In accordance with the present invention, a transparent metallic millimeter-wave window is provided. The window is constructed from a high conductivity metal, such as copper. One can make a metallic plate transparent over a range of frequencies by perforating it with a periodic array of slots. For the output window of a gyrotron, one might choose an equilateral triangular array of circular holes. By proper choice of the hole spacing and diameter, the window can be made transparent at any desired frequency.
In particular, the present invention is a dielectric-covered metallic window that is transparent at millimeter-wave frequencies. The window is constructed from a metal plate perforated by a periodic array of holes and covered by a thin dielectric plate. The diameter of the holes and the periodicity of the array are chosen to minimize the power reflected at the design frequency. A window constructed to demonstrate the concept is shown in FIG. 1. The window 10 comprises a metal plate 12, provided with a plurality of holes, or slots, 14. The holes 14 may be circular or other, non-circular shape, depending on the particular design needs. The metal plate 12 comprises a high conductivity metal, such as copper, beryllium-copper alloy, or aluminum. The array can be triangular, preferably isosceles triangle or equilateral triangle, or other periodic array. Further, the array can be totally periodic across the metal plate 12 or of varying periodicity, depending on the particular design needs.

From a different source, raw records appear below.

//! Application state shared by all handlers.

use std::sync::Arc;

use crate::content::{self, ContentLoadError};
use crate::db::DbPool;
use crate::domain::{Card, DictionaryFile};
use crate::paths::DataPaths;
use crate::session::QuizStore;

/// Application state passed to all handlers
#[derive(Clone)]
pub struct AppState {
    /// Local database (imported cards, quiz history, settings)
    pub db: DbPool,

    /// Data directory layout
    pub paths: DataPaths,

    /// Deck from `cards.json`, loaded once at start-up
    pub builtin_cards: Arc<Vec<Card>>,

    /// Search corpus from `dictionary.json`
    pub dictionary: Arc<Vec<DictionaryFile>>,

    /// Running quiz games
    pub quizzes: Arc<QuizStore>,
}

impl AppState {
    /// Load static content from the data directory.
    pub fn load(db: DbPool, paths: DataPaths) -> Result<Self, ContentLoadError> {
        let builtin_cards = content::load_cards(&paths.cards_json())?;
        let dictionary = content::load_dictionary(&paths.dictionary_json())?;
        tracing::info!(
            "Loaded {} built-in cards and {} dictionary files",
            builtin_cards.len(),
            dictionary.len()
        );

        Ok(Self {
            db,
            paths,
            builtin_cards: Arc::new(builtin_cards),
            dictionary: Arc::new(dictionary),
            quizzes: Arc::new(QuizStore::new()),
        })
    }
}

The individual components are shown in FIG. 2. Specifically, a retainer ring 16 holds a dielectric plate 18 against the perforated metal plate 12. The retainer ring 16 is secured to a like retainer ring 12′ on the periphery of the perforated metal plate 12 by a plurality of spaced fasteners, such as screws 19. The dielectric plate comprises a dielectric material such as fused quartz, alumina, sapphire, or chemically-vapor-deposited (CVD) diamond.
Such a window 10 is expected to prove particularly useful at millimeter-wave frequencies, where most dielectric materials are poorly suited for use as windows due to their high loss tangents and poor thermal conductivity.
As an example, high-power millimeter-wave gyrotrons have been built with output powers of up to 1 MW at frequencies up to 140 GHz. At megawatt power levels, the pulse length has been limited only by the lack of a material for the output window capable of transmitting the power without overheating. Gyrotron output windows have traditionally been constructed from sapphire, and more recently from CVD diamond. CVD diamond is an excellent material from which to construct gyrotron output windows, as it has a low loss tangent, excellent mechanical properties, and a thermal conductivity more than twice that of copper. Unfortunately, it is difficult to grow and is available only from a few sources, which makes it very expensive.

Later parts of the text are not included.